I have a biggish table in postgresql 15.1 — maybe 50 million rows and growing. A column mmsi
has about 30k distinct values, so 1000+ rows per mmsi
.
My problem is that I have a query that I need to execute repeatedly during DB load, and for certain values of mmsi
it takes hundreds of seconds instead of milliseconds. The model query is simply
SELECT max(to_timestamp) FROM track WHERE mmsi = :mmsi
The anomaly is visible in the EXPLAIN
output. The bad case (which only happens for a small fraction of mmsi
values):
trackdb=# EXPLAIN SELECT max(to_timestamp) FROM track WHERE mmsi = 354710000;
QUERY PLAN
----------
Result (cost=413.16..413.17 rows=1 width=8)
InitPlan 1 (returns $0)
- > Limit (cost=0.56..413.16 rows=1 width=8)
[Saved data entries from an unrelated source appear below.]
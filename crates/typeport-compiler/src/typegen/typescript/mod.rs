//! TypeScript declarations from a schema.
//!
//! Structs become interfaces, enums become `enum` plus a label table, unions
//! become a kind enum plus a discriminated union type, and scalar aliases
//! become branded types.

mod config;
mod convert;
mod emitter;
mod render;

#[cfg(test)]
mod typescript_tests;

pub use config::Config;
pub use emitter::Emitter;

use crate::schema::Schema;
use crate::typegen::Output;

/// Emit TypeScript with the default config.
pub fn emit(schema: &Schema) -> Output {
    emit_with_config(schema, Config::default())
}

pub fn emit_with_config(schema: &Schema, config: Config) -> Output {
    crate::typegen::emit(schema, &crate::typegen::TargetConfig::TypeScript(config))
}
use crate::{
    DeclKind, Declaration, EnumBacking, EnumMember, EnumValue, Field, Identity, Primitive, Target,
    TypeExpr,
};

fn id(name: &str) -> Identity {
    Identity::new("pkg", name)
}

#[test]
fn same_shape_ignores_doc() {
    let a = Declaration::scalar_alias(id("IdCamp"), Primitive::Int);
    let b = Declaration::scalar_alias(id("IdCamp"), Primitive::Int).with_doc("campaign id");
    let c = Declaration::scalar_alias(id("IdCamp"), Primitive::String);
    assert!(a.same_shape(&b));
    assert!(!a.same_shape(&c));
}

#[test]
fn implementing_only_touches_structs() {
    let s = Declaration::structure(id("Circle"), vec![]).implementing(id("Shape"));
    let DeclKind::Struct(decl) = &s.kind else {
        panic!("expected struct");
    };
    assert_eq!(decl.implements, vec![id("Shape")]);

    let e = Declaration::opaque(id("Blob")).implementing(id("Shape"));
    assert_eq!(e.kind, DeclKind::Opaque);
}

#[test]
fn field_builders() {
    let f = Field::new("Base", id("Base"))
        .as_embedded()
        .opaque_in(Target::Dart)
        .opaque_in(Target::Dart);
    assert!(f.embedded);
    assert_eq!(f.opaque_for, vec![Target::Dart]);
}

#[test]
fn enum_value_backing() {
    assert_eq!(EnumMember::int("A", -3).value.backing(), EnumBacking::Int);
    assert_eq!(EnumMember::string("B", "b").value.backing(), EnumBacking::String);
    assert_eq!(EnumValue::Str("b\"q".into()).to_string(), r#""b\"q""#);
}

#[test]
fn declaration_serializes_flat() {
    let decl = Declaration::structure(
        id("Pair"),
        vec![Field::new("Items", TypeExpr::array(Primitive::Int.into(), 2))],
    );
    let json = serde_json::to_string(&decl).unwrap();
    insta::assert_snapshot!(json, @r#"{"id":"pkg.Pair","kind":"struct","fields":[{"name":"Items","type":{"array":{"elem":{"primitive":"int"},"len":2}}}]}"#);

    let back: Declaration = serde_json::from_str(&json).unwrap();
    assert_eq!(back, decl);
}
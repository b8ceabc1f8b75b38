//! Emission order and cycle analysis.
//!
//! Depth-first post-order with an on-stack marker: every node is emitted after
//! the nodes it refers to, except along back-references, which close a cycle.
//! Emitters render a back-referenced field in a nullable/indirect form, so
//! recursive and mutually recursive structs never fail here. The only cycle
//! that cannot be broken is a struct embedding itself by value.

use std::collections::BTreeSet;

use tracing::{debug, debug_span};
use typeport_core::Identity;

use crate::{Error, Result};

use super::{Edge, EdgeKind, NodeId, TypeGraph};

#[derive(Clone, Debug, Default, PartialEq, Eq)]
pub struct EmissionOrder {
    order: Vec<NodeId>,
    back_refs: BTreeSet<(NodeId, NodeId)>,
}

impl EmissionOrder {
    /// Nodes in the order their declarations are emitted.
    pub fn order(&self) -> &[NodeId] {
        &self.order
    }

    pub fn is_back_reference(&self, from: NodeId, to: NodeId) -> bool {
        self.back_refs.contains(&(from, to))
    }

    pub fn back_references(&self) -> impl Iterator<Item = (NodeId, NodeId)> + '_ {
        self.back_refs.iter().copied()
    }

    pub(crate) fn into_parts(self) -> (Vec<NodeId>, BTreeSet<(NodeId, NodeId)>) {
        (self.order, self.back_refs)
    }
}

#[derive(Clone, Copy, Debug, PartialEq, Eq)]
enum Mark {
    Unvisited,
    OnStack,
    Done,
}

/// Order every emittable node. Roots and neighbours are visited in identity
/// order, so the result only depends on the graph's content.
pub fn analyze_order(graph: &TypeGraph) -> Result<EmissionOrder> {
    let _span = debug_span!("order").entered();

    check_embedding_cycles(graph)?;

    let mut roots: Vec<NodeId> = graph
        .iter()
        .filter(|(_, node)| node.kind.is_emittable())
        .map(|(id, _)| id)
        .collect();
    roots.sort_by(|a, b| graph.identity(*a).cmp(graph.identity(*b)));

    let mut walk = Walk {
        graph,
        marks: vec![Mark::Unvisited; graph.len()],
        result: EmissionOrder::default(),
    };
    for root in roots {
        if walk.marks[root.index()] == Mark::Unvisited {
            walk.visit(root);
        }
    }

    debug!(
        nodes = walk.result.order.len(),
        back_refs = walk.result.back_refs.len(),
        "emission order computed"
    );
    Ok(walk.result)
}

struct Walk<'g> {
    graph: &'g TypeGraph,
    marks: Vec<Mark>,
    result: EmissionOrder,
}

impl Walk<'_> {
    fn visit(&mut self, id: NodeId) {
        self.marks[id.index()] = Mark::OnStack;

        for target in sorted_targets(self.graph, self.graph.edges(id).iter()) {
            match self.marks[target.index()] {
                Mark::Unvisited => self.visit(target),
                Mark::OnStack => {
                    self.result.back_refs.insert((id, target));
                }
                Mark::Done => {}
            }
        }

        self.marks[id.index()] = Mark::Done;
        self.result.order.push(id);
    }
}

/// Distinct edge targets in identity order.
fn sorted_targets<'e>(graph: &TypeGraph, edges: impl Iterator<Item = &'e Edge>) -> Vec<NodeId> {
    let mut targets: Vec<NodeId> = edges.map(|e| e.target).collect();
    targets.sort_by(|a, b| graph.identity(*a).cmp(graph.identity(*b)));
    targets.dedup();
    targets
}

/// Embedding copies fields by value, so a cycle made only of embeddings has
/// no finite shape.
fn check_embedding_cycles(graph: &TypeGraph) -> Result<()> {
    let mut marks = vec![Mark::Unvisited; graph.len()];
    let mut stack: Vec<NodeId> = Vec::new();

    let mut roots: Vec<NodeId> = graph.iter().map(|(id, _)| id).collect();
    roots.sort_by(|a, b| graph.identity(*a).cmp(graph.identity(*b)));

    for root in roots {
        if marks[root.index()] == Mark::Unvisited
            && let Some(cycle) = find_inline_cycle(graph, root, &mut marks, &mut stack)
        {
            return Err(Error::UnbreakableCycle(cycle));
        }
    }
    Ok(())
}

fn find_inline_cycle(
    graph: &TypeGraph,
    id: NodeId,
    marks: &mut [Mark],
    stack: &mut Vec<NodeId>,
) -> Option<Vec<Identity>> {
    marks[id.index()] = Mark::OnStack;
    stack.push(id);

    let inline = graph.edges(id).iter().filter(|e| e.kind == EdgeKind::Inline);
    for target in sorted_targets(graph, inline) {
        match marks[target.index()] {
            Mark::Unvisited => {
                if let Some(cycle) = find_inline_cycle(graph, target, marks, stack) {
                    return Some(cycle);
                }
            }
            Mark::OnStack => {
                let start = stack.iter().position(|n| *n == target).unwrap_or(0);
                return Some(
                    stack[start..]
                        .iter()
                        .map(|n| graph.identity(*n).clone())
                        .collect(),
                );
            }
            Mark::Done => {}
        }
    }

    stack.pop();
    marks[id.index()] = Mark::Done;
    None
}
- > Index Scan Backward using ix_track_to_timestamp on track (cost=0.56..3894939.14 rows=9440 width=8)
Index Cond: (to_timestamp IS NOT NULL)
Filter: (mmsi = 354710000)
(6 rows)
Good case (the vast majority):
trackdb=# EXPLAIN SELECT max(to_timestamp) FROM track WHERE mmsi = 354710001;
QUERY PLAN
----------
Aggregate (cost=1637.99..1638.00 rows=1 width=8)
- > Index Scan using ix_track_mmsi on track (cost=0.44..1635.28 rows=1082 width=8)
Index Cond: (mmsi = 354710001)
(3 rows)
Now, I notice that the estimated number of rows is larger in the bad case. I can not see anything in the postgresql statistics (pg_stats.histogram_bounds
) to explain this.
The problem seems to change when I ANALYZE
the table, in that the specific values to trigger the problem becomes different. But anyhow, since this is needed during DB load, ANALYZE
is not a solution.
I'm stumped. Does anyone have an idea what could be happening?
[Edit: To clarify, I know ways to work around it, for example by materializing the rows before applying max
. But not understanding makes me very unhappy.]